» EXERCISE DESCRIPTION:
Read the data below line by line and copy each one with "entry" in it.

» RECORDS FOR THIS TASK:
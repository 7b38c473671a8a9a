use anyhow::Result;
use clap::{Parser, Subcommand};

mod commands;
use commands::{execute_serve_command, ServeArgs};

#[derive(Parser)]
#[command(name = "ferrule")]
#[command(about = "Ferrule - configurable HTTP transport server")]
#[command(version = "0.1.0")]
pub struct Cli {
    #[command(subcommand)]
    pub command: Commands,
}

#[derive(Subcommand)]
pub enum Commands {
    /// Serve the built-in routes until Ctrl+C
    Serve(ServeArgs),
}

#[tokio::main]
async fn main() -> Result<()> {
    let cli = Cli::parse();

    match cli.command {
        Commands::Serve(args) => execute_serve_command(args).await,
    }
}
//! Prefixed route registration

use std::convert::Infallible;

use axum::handler::Handler as AxumHandler;
use axum::http::Method;
use axum::response::IntoResponse;
use ferrule_core::Handler;
use tower::Service;

use crate::router::{join_path, Router};
use crate::{Request, Server};

/// Registers routes under a shared path prefix
pub struct RouteGroup<'a, R: Router> {
    root: String,
    server: &'a mut Server<R>,
}

impl<'a, R: Router> RouteGroup<'a, R> {
    pub(crate) fn new(server: &'a mut Server<R>, root: &str) -> Self {
        Self {
            root: join_path(root, ""),
            server,
        }
    }

    pub fn root(&self) -> &str {
        &self.root
    }

    /// Nested group below this one
    pub fn group(&mut self, prefix: &str) -> RouteGroup<'_, R> {
        let root = join_path(&self.root, prefix);
        RouteGroup::new(&mut *self.server, &root)
    }

    /// Register a handler for every method on `path`
    pub fn any<H, T>(&mut self, path: &str, handler: H) -> &mut Self
    where
        H: AxumHandler<T, ()>,
        T: 'static,
    {
        self.method(None, path, handler)
    }

    pub fn get<H, T>(&mut self, path: &str, handler: H) -> &mut Self
    where
        H: AxumHandler<T, ()>,
        T: 'static,
    {
        self.method(Some(Method::GET), path, handler)
    }

    pub fn post<H, T>(&mut self, path: &str, handler: H) -> &mut Self
    where
        H: AxumHandler<T, ()>,
        T: 'static,
    {
        self.method(Some(Method::POST), path, handler)
    }

    pub fn put<H, T>(&mut self, path: &str, handler: H) -> &mut Self
    where
        H: AxumHandler<T, ()>,
        T: 'static,
    {
        self.method(Some(Method::PUT), path, handler)
    }

    pub fn patch<H, T>(&mut self, path: &str, handler: H) -> &mut Self
    where
        H: AxumHandler<T, ()>,
        T: 'static,
    {
        self.method(Some(Method::PATCH), path, handler)
    }

    pub fn delete<H, T>(&mut self, path: &str, handler: H) -> &mut Self
    where
        H: AxumHandler<T, ()>,
        T: 'static,
    {
        self.method(Some(Method::DELETE), path, handler)
    }

    /// Same as [`RouteGroup::any`], mirroring [`Server::handle_fn`]
    pub fn handle_fn<H, T>(&mut self, path: &str, handler: H) -> &mut Self
    where
        H: AxumHandler<T, ()>,
        T: 'static,
    {
        self.any(path, handler)
    }

    /// Register a tower service for every method on `path`
    pub fn handle<S>(&mut self, path: &str, service: S) -> &mut Self
    where
        S: Service<Request, Error = Infallible> + Clone + Send + 'static,
        S::Response: IntoResponse + 'static,
        S::Future: Send + 'static,
    {
        let full = join_path(&self.root, path);
        self.server.handle(&full, service);
        self
    }

    /// Register a decode → invoke → encode route on `path`
    pub fn unary(&mut self, path: &str, handler: Handler) -> &mut Self {
        let full = join_path(&self.root, path);
        self.server.handle_unary(&full, handler);
        self
    }

    fn method<H, T>(&mut self, method: Option<Method>, path: &str, handler: H) -> &mut Self
    where
        H: AxumHandler<T, ()>,
        T: 'static,
    {
        let full = join_path(&self.root, path);
        self.server.register_handler(method, &full, handler);
        self
    }
}
//! Route table capability
//!
//! The server never matches paths itself. It registers routes on, and
//! dispatches requests to, a [`Router`]. [`AxumRouter`] is the production
//! implementation; tests can substitute anything that matches paths.

use std::collections::{BTreeMap, HashSet};
use std::convert::Infallible;

use axum::http::{Method, StatusCode};
use axum::response::IntoResponse;
use axum::routing::{any_service, MethodFilter, MethodRouter};
use ferrule_core::{Error, Logger, Result};
use futures::future::BoxFuture;
use tower::util::BoxCloneService;
use tower::ServiceExt;

use crate::{Request, Response};

/// Type-erased service registered for a route
pub type RouteService = BoxCloneService<Request, Response, Infallible>;

/// Registers routes and dispatches requests to them
pub trait Router: Clone + Send + Sync + 'static {
    /// Register `service` for the exact `path`; `None` matches any method
    fn register_route(&mut self, method: Option<Method>, path: &str, service: RouteService);

    /// Run the route matching `req`, or report why none matched
    fn dispatch(&self, req: Request) -> BoxFuture<'static, Result<Response>>;
}

/// Marker left on responses produced when no route matched
#[derive(Debug, Clone, Copy, PartialEq, Eq)]
enum RouteMiss {
    NotFound,
    MethodNotAllowed,
}

#[derive(Clone, Default)]
struct PathRoutes {
    any: bool,
    methods: HashSet<Method>,
    router: Option<MethodRouter>,
}

/// [`Router`] backed by `axum::Router`
#[derive(Clone)]
pub struct AxumRouter {
    routes: BTreeMap<String, PathRoutes>,
    inner: axum::Router,
    log: Logger,
}

impl Default for AxumRouter {
    fn default() -> Self {
        Self::new(Logger::current())
    }
}

impl AxumRouter {
    pub fn new(logger: Logger) -> Self {
        Self {
            routes: BTreeMap::new(),
            inner: axum::Router::new().fallback(route_not_found),
            log: logger.with_module("http.router"),
        }
    }

    /// Registered paths in lexical order
    pub fn paths(&self) -> impl Iterator<Item = &str> {
        self.routes.keys().map(String::as_str)
    }

    fn rebuild(&mut self) {
        self.inner = self
            .routes
            .iter()
            .filter_map(|(path, routes)| routes.router.clone().map(|r| (path, r)))
            .fold(axum::Router::new(), |router, (path, method_router)| {
                router.route(path, method_router)
            })
            .fallback(route_not_found);
    }
}

impl Router for AxumRouter {
    fn register_route(&mut self, method: Option<Method>, path: &str, service: RouteService) {
        let label = method.as_ref().map_or("ANY", Method::as_str);

        // axum would treat these segments as captures, not literal paths.
        if let Some(segment) = path.split('/').find(|s| s.contains(':') || s.contains('*')) {
            self.log.warn(format_args!(
                "route {label} {path} skipped, segment {segment:?} is not an exact path"
            ));
            return;
        }

        let filter = match &method {
            None => None,
            Some(m) => match MethodFilter::try_from(m.clone()) {
                Ok(filter) => Some(filter),
                Err(_) => {
                    self.log
                        .warn(format_args!("method {m} cannot be routed, skipping {path}"));
                    return;
                }
            },
        };

        let entry = self.routes.entry(path.to_string()).or_default();
        let conflict = match &method {
            None => entry.any || !entry.methods.is_empty(),
            Some(m) => entry.any || entry.methods.contains(m),
        };
        if conflict {
            self.log.warn(format_args!(
                "route {label} {path} already registered, keeping the first"
            ));
            return;
        }

        let method_router = match (method, filter) {
            (Some(m), Some(filter)) => {
                entry.methods.insert(m);
                entry
                    .router
                    .take()
                    .unwrap_or_else(|| MethodRouter::new().fallback(method_not_allowed))
                    .on_service(filter, service)
            }
            _ => {
                entry.any = true;
                any_service(service)
            }
        };
        entry.router = Some(method_router);
        self.rebuild();
    }

    fn dispatch(&self, req: Request) -> BoxFuture<'static, Result<Response>> {
        let router = self.inner.clone();
        let method = req.method().clone();
        let path = req.uri().path().to_string();
        Box::pin(async move {
            let response = match router.oneshot(req).await {
                Ok(response) => response,
                Err(never) => match never {},
            };
            match response.extensions().get::<RouteMiss>() {
                Some(RouteMiss::NotFound) => Err(Error::NotFound { path }),
                Some(RouteMiss::MethodNotAllowed) => Err(Error::MethodNotAllowed {
                    method: method.to_string(),
                    path,
                }),
                None => Ok(response),
            }
        })
    }
}

async fn route_not_found() -> Response {
    let mut response = StatusCode::NOT_FOUND.into_response();
    response.extensions_mut().insert(RouteMiss::NotFound);
    response
}

async fn method_not_allowed() -> Response {
    let mut response = StatusCode::METHOD_NOT_ALLOWED.into_response();
    response.extensions_mut().insert(RouteMiss::MethodNotAllowed);
    response
}

/// Join route segments into a normalised absolute path
pub(crate) fn join_path(root: &str, path: &str) -> String {
    let segments: Vec<&str> = root
        .split('/')
        .chain(path.split('/'))
        .filter(|segment| !segment.is_empty())
        .collect();
    format!("/{}", segments.join("/"))
}
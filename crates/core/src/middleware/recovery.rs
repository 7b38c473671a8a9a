use std::any::Any;
use std::panic::AssertUnwindSafe;
use std::sync::Arc;

use futures::FutureExt;

use super::{handler_fn, middleware_fn, Handler, Middleware};
use crate::{Error, Logger};

/// Turn a panicking handler into an [`Error::Internal`] reply
pub fn recovery(logger: Logger) -> Middleware {
    middleware_fn(move |next: Handler| {
        let logger = logger.clone();
        handler_fn(move |ctx, req| {
            let next = Arc::clone(&next);
            let logger = logger.clone();
            async move {
                match AssertUnwindSafe(async move { next(ctx, req).await })
                    .catch_unwind()
                    .await
                {
                    Ok(reply) => reply,
                    Err(panic) => {
                        let message = panic_message(panic.as_ref());
                        logger.error(format_args!("handler panicked: {message}"));
                        Err(Error::internal(format!("handler panicked: {message}")))
                    }
                }
            }
        })
    })
}

fn panic_message(panic: &(dyn Any + Send)) -> &str {
    if let Some(message) = panic.downcast_ref::<&'static str>() {
        message
    } else if let Some(message) = panic.downcast_ref::<String>() {
        message.as_str()
    } else {
        "unknown panic"
    }
}
//! Handler and middleware model
//!
//! A [`Handler`] turns a decoded request payload into a reply within a
//! [`Context`]. A [`Middleware`] wraps one handler into another to add
//! cross-cutting behaviour. Servers hold exactly one middleware; use
//! [`chain`] to compose several into that slot.

mod logging;
mod recovery;

use std::future::Future;
use std::sync::Arc;

use futures::future::BoxFuture;
use serde_json::Value;

use crate::{Context, Result};

pub use logging::logging;
pub use recovery::recovery;

/// Transport-agnostic request handler
pub type Handler = Arc<dyn Fn(Context, Value) -> BoxFuture<'static, Result<Value>> + Send + Sync>;

/// Function transforming one handler into another
pub type Middleware = Arc<dyn Fn(Handler) -> Handler + Send + Sync>;

/// Build a [`Handler`] from an async function or closure
pub fn handler_fn<F, Fut>(f: F) -> Handler
where
    F: Fn(Context, Value) -> Fut + Send + Sync + 'static,
    Fut: Future<Output = Result<Value>> + Send + 'static,
{
    Arc::new(move |ctx: Context, req: Value| -> BoxFuture<'static, Result<Value>> {
        Box::pin(f(ctx, req))
    })
}

/// Build a [`Middleware`] from a closure
pub fn middleware_fn<F>(f: F) -> Middleware
where
    F: Fn(Handler) -> Handler + Send + Sync + 'static,
{
    Arc::new(f)
}

/// Compose middlewares into one; the first element is the outermost
pub fn chain<I>(middlewares: I) -> Middleware
where
    I: IntoIterator<Item = Middleware>,
{
    let middlewares: Vec<Middleware> = middlewares.into_iter().collect();
    Arc::new(move |handler: Handler| -> Handler {
        middlewares
            .iter()
            .rev()
            .fold(handler, |next, middleware| middleware(next))
    })
}

#[cfg(test)]
mod tests {
    use super::*;
    use serde_json::json;
    use std::sync::Mutex;

    fn tagging(tag: &'static str, trace: Arc<Mutex<Vec<String>>>) -> Middleware {
        middleware_fn(move |next: Handler| {
            let trace = Arc::clone(&trace);
            handler_fn(move |ctx, req| {
                let next = Arc::clone(&next);
                let trace = Arc::clone(&trace);
                async move {
                    trace.lock().unwrap().push(format!("{tag}:before"));
                    let reply = next(ctx, req).await;
                    trace.lock().unwrap().push(format!("{tag}:after"));
                    reply
                }
            })
        })
    }

    #[tokio::test]
    async fn test_handler_fn_passes_payload() {
        let handler = handler_fn(|_ctx, req| async move { Ok(json!({ "got": req })) });
        let reply = handler(Context::background(), json!(1)).await.unwrap();
        assert_eq!(reply, json!({ "got": 1 }));
    }

    #[tokio::test]
    async fn test_chain_runs_first_middleware_outermost() {
        let trace = Arc::new(Mutex::new(Vec::new()));
        let composed = chain([
            tagging("outer", Arc::clone(&trace)),
            tagging("inner", Arc::clone(&trace)),
        ]);

        let handler = composed(handler_fn(|_ctx, req| async move { Ok(req) }));
        handler(Context::background(), json!(null)).await.unwrap();

        assert_eq!(
            *trace.lock().unwrap(),
            vec!["outer:before", "inner:before", "inner:after", "outer:after"]
        );
    }

    #[tokio::test]
    async fn test_empty_chain_is_identity() {
        let handler = chain(Vec::new())(handler_fn(|_ctx, req| async move { Ok(req) }));
        let reply = handler(Context::background(), json!("same")).await.unwrap();
        assert_eq!(reply, json!("same"));
    }
}
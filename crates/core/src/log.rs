//! Injected logger handle
//!
//! Servers and middleware log through a [`Logger`] they were given rather
//! than through whatever subscriber happens to be global, so tests and
//! embedders can route each component's events to their own subscriber.

use std::borrow::Cow;
use std::fmt;

use tracing::Dispatch;

/// A tracing dispatcher paired with the module name stamped on every event
#[derive(Clone)]
pub struct Logger {
    dispatch: Dispatch,
    module: Cow<'static, str>,
}

impl Logger {
    /// Logger writing to `dispatch`
    pub fn new(dispatch: Dispatch) -> Self {
        Self {
            dispatch,
            module: Cow::Borrowed("ferrule"),
        }
    }

    /// Logger bound to the dispatcher that is current on this thread
    pub fn current() -> Self {
        Self::new(tracing::dispatcher::get_default(Dispatch::clone))
    }

    /// Same dispatcher, different module name
    pub fn with_module(&self, module: impl Into<Cow<'static, str>>) -> Self {
        Self {
            dispatch: self.dispatch.clone(),
            module: module.into(),
        }
    }

    pub fn module(&self) -> &str {
        &self.module
    }

    pub fn dispatch(&self) -> &Dispatch {
        &self.dispatch
    }

    /// Run `f` with this logger's dispatcher as the default
    pub fn in_scope<R>(&self, f: impl FnOnce() -> R) -> R {
        tracing::dispatcher::with_default(&self.dispatch, f)
    }

    pub fn debug(&self, message: impl fmt::Display) {
        self.in_scope(|| tracing::debug!(module = %self.module, "{}", message));
    }

    pub fn info(&self, message: impl fmt::Display) {
        self.in_scope(|| tracing::info!(module = %self.module, "{}", message));
    }

    pub fn warn(&self, message: impl fmt::Display) {
        self.in_scope(|| tracing::warn!(module = %self.module, "{}", message));
    }

    pub fn error(&self, message: impl fmt::Display) {
        self.in_scope(|| tracing::error!(module = %self.module, "{}", message));
    }
}

impl Default for Logger {
    fn default() -> Self {
        Self::current()
    }
}

impl fmt::Debug for Logger {
    fn fmt(&self, f: &mut fmt::Formatter<'_>) -> fmt::Result {
        f.debug_struct("Logger")
            .field("module", &self.module)
            .finish_non_exhaustive()
    }
}

#[cfg(test)]
pub(crate) mod testing {
    use std::io;
    use std::sync::{Arc, Mutex};

    use super::Logger;

    /// Logger that records formatted output in memory
    #[derive(Clone, Default)]
    pub struct Captured(Arc<Mutex<Vec<u8>>>);

    impl Captured {
        pub fn logger(&self) -> Logger {
            let sink = self.clone();
            let subscriber = tracing_subscriber::fmt()
                .with_writer(move || sink.clone())
                .with_ansi(false)
                .with_max_level(tracing::Level::DEBUG)
                .finish();
            Logger::new(tracing::Dispatch::new(subscriber))
        }

        pub fn contents(&self) -> String {
            let buf = self.0.lock().unwrap();
            String::from_utf8_lossy(&buf).into_owned()
        }
    }

    impl io::Write for Captured {
        fn write(&mut self, data: &[u8]) -> io::Result<usize> {
            self.0.lock().unwrap().extend_from_slice(data);
            Ok(data.len())
        }

        fn flush(&mut self) -> io::Result<()> {
            Ok(())
        }
    }
}

#[cfg(test)]
mod tests {
    use super::testing::Captured;

    #[test]
    fn test_events_go_to_injected_dispatcher() {
        let captured = Captured::default();
        let logger = captured.logger().with_module("http");

        logger.info("[HTTP] server listening on: :8000");
        logger.warn(format_args!("slow request {}", 42));

        let out = captured.contents();
        assert!(out.contains("server listening on: :8000"));
        assert!(out.contains("module=http"));
        assert!(out.contains("slow request 42"));
    }

    #[test]
    fn test_module_name_defaults() {
        let captured = Captured::default();
        assert_eq!(captured.logger().module(), "ferrule");
    }
}
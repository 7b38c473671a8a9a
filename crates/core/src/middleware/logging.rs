use std::sync::Arc;

use tokio::time::Instant;

use super::{handler_fn, middleware_fn, Handler, Middleware};
use crate::{transport, Logger};

/// Log the outcome and latency of every handled request
pub fn logging(logger: Logger) -> Middleware {
    middleware_fn(move |next: Handler| {
        let logger = logger.clone();
        handler_fn(move |ctx, req| {
            let next = Arc::clone(&next);
            let logger = logger.clone();
            async move {
                let kind = transport::from_context(&ctx)
                    .map(|t| t.kind.as_str())
                    .unwrap_or("UNKNOWN");
                let started = Instant::now();
                let reply = next(ctx, req).await;
                let latency_ms = started.elapsed().as_secs_f64() * 1000.0;

                logger.in_scope(|| match &reply {
                    Ok(_) => tracing::info!(
                        module = %logger.module(),
                        kind,
                        latency_ms,
                        "request handled"
                    ),
                    Err(err) => tracing::warn!(
                        module = %logger.module(),
                        kind,
                        latency_ms,
                        reason = err.reason(),
                        error = %err,
                        "request failed"
                    ),
                });
                reply
            }
        })
    })
}
//! Transport abstraction
//!
//! [`Server`] is what an application runner starts and stops, whatever the
//! wire protocol. Requests dispatched by a server carry a [`Transport`] tag
//! in their context saying which kind of server received them.

use std::fmt;

use async_trait::async_trait;

use crate::{Context, Result};

/// Kind of transport that received a request
#[derive(Debug, Clone, Copy, PartialEq, Eq, Hash)]
pub enum Kind {
    Http,
    Grpc,
}

impl Kind {
    pub fn as_str(&self) -> &'static str {
        match self {
            Kind::Http => "HTTP",
            Kind::Grpc => "GRPC",
        }
    }
}

impl fmt::Display for Kind {
    fn fmt(&self, f: &mut fmt::Formatter<'_>) -> fmt::Result {
        f.write_str(self.as_str())
    }
}

/// Transport metadata attached to every dispatched request
#[derive(Debug, Clone, PartialEq, Eq)]
pub struct Transport {
    pub kind: Kind,
}

impl Transport {
    pub fn new(kind: Kind) -> Self {
        Self { kind }
    }
}

/// A transport server with a start/stop lifecycle
#[async_trait]
pub trait Server: Send + Sync {
    /// Kind of transport this server speaks
    fn kind(&self) -> Kind;

    /// Serve until stopped or `ctx` is done
    async fn start(&self, ctx: &Context) -> Result<()>;

    /// Shut down gracefully, giving up once `ctx` is done
    async fn stop(&self, ctx: &Context) -> Result<()>;
}

/// Attach `transport` to a child of `ctx`
pub fn new_context(ctx: &Context, transport: Transport) -> Context {
    ctx.with_value(transport)
}

/// Transport the request in `ctx` arrived on, if it was tagged
pub fn from_context(ctx: &Context) -> Option<Transport> {
    ctx.value::<Transport>().cloned()
}
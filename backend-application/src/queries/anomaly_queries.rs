use tracing::error;

use crate::{AppError, AppState};
use backend_domain::utils::DayWindow;
use backend_domain::{Anomaly, AnomalyFilter, AnomalyQuery, AnomalyStats};

pub const DEFAULT_LIST_LIMIT: usize = 200;
pub const MAX_LIST_LIMIT: usize = 1000;

pub async fn list_anomalies(
    state: &AppState,
    query: AnomalyQuery,
) -> Result<Vec<Anomaly>, AppError> {
    let window = query
        .date
        .map(DayWindow::for_day)
        .unwrap_or_else(DayWindow::today);
    let filter = AnomalyFilter {
        window,
        anomaly_type: query.anomaly_type,
        resolved: query.resolved,
        limit: query
            .limit
            .unwrap_or(DEFAULT_LIST_LIMIT)
            .clamp(1, MAX_LIST_LIMIT),
    };
    let rows = state
        .anomaly_repo
        .fetch_anomalies(&filter)
        .await
        .map_err(|err| {
            error!("failed to fetch anomalies: {}", err);
            AppError::store(err)
        })?;
    Ok(rows)
}

pub async fn get_stats(state: &AppState, window: DayWindow) -> Result<AnomalyStats, AppError> {
    let counts = state
        .anomaly_repo
        .fetch_type_severity_counts(&window)
        .await
        .map_err(|err| {
            error!("failed to count anomalies for {}: {}", window.day, err);
            AppError::store(err)
        })?;
    Ok(AnomalyStats::from_counts(&counts))
}
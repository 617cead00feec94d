use axum::extract::{Path, Query, State};
use axum::http::{HeaderMap, StatusCode};
use axum::Json;

use backend_application::commands::{anomaly_commands, detection_commands};
use backend_application::queries::anomaly_queries;
use backend_application::{dispatch, AppState, GhostDetectionRequest, GhostDetectionResponse};
use backend_domain::utils::DayWindow;
use backend_domain::{
    Anomaly,
    AnomalyQuery,
    AnomalyStats,
    AttendanceRecord,
    DateQuery,
    DetectionOutcome,
    ResolveRequest,
    ScanSummary,
};

use crate::error::HttpError;
use crate::middleware::authorize;

fn window_for(query: &DateQuery) -> DayWindow {
    query.date.map(DayWindow::for_day).unwrap_or_else(DayWindow::today)
}

pub async fn check_attendance(
    State(state): State<AppState>,
    headers: HeaderMap,
    Json(record): Json<AttendanceRecord>,
) -> Result<Json<DetectionOutcome>, HttpError> {
    if !authorize(&state.config, &headers) {
        return Err(HttpError::Unauthorized);
    }
    let outcome = detection_commands::check_attendance(&state, &record).await?;
    Ok(Json(outcome))
}

pub async fn run_full_scan(
    State(state): State<AppState>,
    headers: HeaderMap,
    Query(query): Query<DateQuery>,
) -> Result<Json<ScanSummary>, HttpError> {
    if !authorize(&state.config, &headers) {
        return Err(HttpError::Unauthorized);
    }
    let summary = detection_commands::run_full_scan(&state, window_for(&query)).await?;
    Ok(Json(summary))
}

pub async fn list_anomalies(
    State(state): State<AppState>,
    headers: HeaderMap,
    Query(query): Query<AnomalyQuery>,
) -> Result<Json<Vec<Anomaly>>, HttpError> {
    if !authorize(&state.config, &headers) {
        return Err(HttpError::Unauthorized);
    }
    let rows = anomaly_queries::list_anomalies(&state, query).await?;
    Ok(Json(rows))
}

pub async fn get_stats(
    State(state): State<AppState>,
    headers: HeaderMap,
    Query(query): Query<DateQuery>,
) -> Result<Json<AnomalyStats>, HttpError> {
    if !authorize(&state.config, &headers) {
        return Err(HttpError::Unauthorized);
    }
    let stats = anomaly_queries::get_stats(&state, window_for(&query)).await?;
    Ok(Json(stats))
}

pub async fn resolve_anomaly(
    State(state): State<AppState>,
    headers: HeaderMap,
    Path(anomaly_id): Path<String>,
    Json(payload): Json<ResolveRequest>,
) -> Result<StatusCode, HttpError> {
    if !authorize(&state.config, &headers) {
        return Err(HttpError::Unauthorized);
    }
    anomaly_commands::resolve_anomaly(&state, &anomaly_id, &payload.resolved_by).await?;
    Ok(StatusCode::NO_CONTENT)
}

pub async fn ghost_detection(
    State(state): State<AppState>,
    headers: HeaderMap,
    Json(request): Json<GhostDetectionRequest>,
) -> Result<Json<GhostDetectionResponse>, HttpError> {
    if !authorize(&state.config, &headers) {
        return Err(HttpError::Unauthorized);
    }
    let response = dispatch(&state, request).await?;
    Ok(Json(response))
}
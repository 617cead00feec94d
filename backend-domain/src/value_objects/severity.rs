// Severity value object

use std::fmt;
use std::str::FromStr;

use serde::{Deserialize, Serialize};

use crate::error::DomainError;

#[derive(Debug, Clone, Copy, PartialEq, Eq, PartialOrd, Ord, Hash, Serialize, Deserialize)]
#[serde(rename_all = "lowercase")]
pub enum Severity {
    Low,
    Medium,
    High,
    Critical,
}

impl Severity {
    pub fn as_str(&self) -> &'static str {
        match self {
            Severity::Low => "low",
            Severity::Medium => "medium",
            Severity::High => "high",
            Severity::Critical => "critical",
        }
    }
}

impl fmt::Display for Severity {
    fn fmt(&self, f: &mut fmt::Formatter<'_>) -> fmt::Result {
        f.write_str(self.as_str())
    }
}

impl FromStr for Severity {
    type Err = DomainError;

    fn from_str(s: &str) -> Result<Self, Self::Err> {
        match s.trim().to_lowercase().as_str() {
            "low" => Ok(Severity::Low),
            "medium" => Ok(Severity::Medium),
            "high" => Ok(Severity::High),
            "critical" => Ok(Severity::Critical),
            other => Err(DomainError::UnknownVariant {
                kind: "severity",
                value: other.to_string(),
            }),
        }
    }
}

#[cfg(test)]
mod tests {
    use super::*;

    #[test]
    fn severity_orders_from_low_to_critical() {
        assert!(Severity::Low < Severity::Medium);
        assert!(Severity::High < Severity::Critical);
    }

    #[test]
    fn severity_parses_case_insensitively() {
        assert_eq!("CRITICAL".parse::<Severity>(), Ok(Severity::Critical));
        assert!("severe".parse::<Severity>().is_err());
    }
}
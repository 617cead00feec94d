use std::io::Read;

use anyhow::Result;
use axum::http::HeaderMap;
use flate2::read::GzDecoder;

use backend_domain::{CheckInRequest, RuntimeConfig};

pub fn authorize(config: &RuntimeConfig, headers: &HeaderMap) -> bool {
    if let Some(api_token) = &config.api_token {
        return extract_bearer(headers)
            .map(|v| v == *api_token)
            .unwrap_or(false);
    }
    true
}

/// Decodes a check-in body, gunzipping it first when the client says so.
pub fn parse_check_in(headers: &HeaderMap, body: &[u8]) -> Result<CheckInRequest> {
    let content = maybe_gunzip(headers, body)?;
    let request: CheckInRequest = serde_json::from_str(&content)?;
    Ok(request)
}

fn maybe_gunzip(headers: &HeaderMap, body: &[u8]) -> Result<String> {
    if let Some(encoding) = headers.get("Content-Encoding") {
        if encoding.to_str().unwrap_or("").trim().eq_ignore_ascii_case("gzip") {
            let mut decoder = GzDecoder::new(body);
            let mut out = String::new();
            decoder.read_to_string(&mut out)?;
            return Ok(out);
        }
    }
    Ok(String::from_utf8(body.to_vec())?)
}

fn extract_bearer(headers: &HeaderMap) -> Option<String> {
    let value = headers.get("Authorization")?.to_str().ok()?.trim();
    let token = value.strip_prefix("Bearer ")?.trim();
    if token.is_empty() {
        return None;
    }
    Some(token.to_string())
}

#[cfg(test)]
mod tests {
    use super::*;
    use axum::http::HeaderValue;
    use flate2::write::GzEncoder;
    use flate2::Compression;
    use std::io::Write;

    const BODY: &str = r#"{"worker_id":"W1","latitude":28.7,"longitude":77.1,"device_fingerprint":"DEV-X"}"#;

    #[test]
    fn token_is_optional_until_configured() {
        let mut config = RuntimeConfig::default();
        let mut headers = HeaderMap::new();
        assert!(authorize(&config, &headers));

        config.api_token = Some("s3cret".to_string());
        assert!(!authorize(&config, &headers));

        headers.insert("Authorization", HeaderValue::from_static("Bearer wrong"));
        assert!(!authorize(&config, &headers));

        headers.insert("Authorization", HeaderValue::from_static("Bearer s3cret"));
        assert!(authorize(&config, &headers));
    }

    #[test]
    fn plain_and_gzip_bodies_parse_alike() {
        let plain = parse_check_in(&HeaderMap::new(), BODY.as_bytes()).expect("plain");
        assert_eq!(plain.worker_id, "W1");
        assert_eq!(plain.device_fingerprint.as_deref(), Some("DEV-X"));
        assert!(plain.check_in_time.is_none());

        let mut encoder = GzEncoder::new(Vec::new(), Compression::default());
        encoder.write_all(BODY.as_bytes()).expect("write");
        let compressed = encoder.finish().expect("finish");
        let mut headers = HeaderMap::new();
        headers.insert("Content-Encoding", HeaderValue::from_static("gzip"));
        let gz = parse_check_in(&headers, &compressed).expect("gzip");
        assert_eq!(gz.worker_id, plain.worker_id);
        assert_eq!(gz.latitude, plain.latitude);
    }

    #[test]
    fn garbage_bodies_are_rejected() {
        assert!(parse_check_in(&HeaderMap::new(), b"{not json").is_err());
        let mut headers = HeaderMap::new();
        headers.insert("Content-Encoding", HeaderValue::from_static("gzip"));
        assert!(parse_check_in(&headers, BODY.as_bytes()).is_err());
    }
}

» RESPONSE AREA:
        let entry = self.routes.entry(path.to_string()).or_default();
            None => entry.any || !entry.methods.is_empty(),
            Some(m) => entry.any || entry.methods.contains(m),
                entry.methods.insert(m);
                entry
                entry.any = true;
        entry.router = Some(method_router);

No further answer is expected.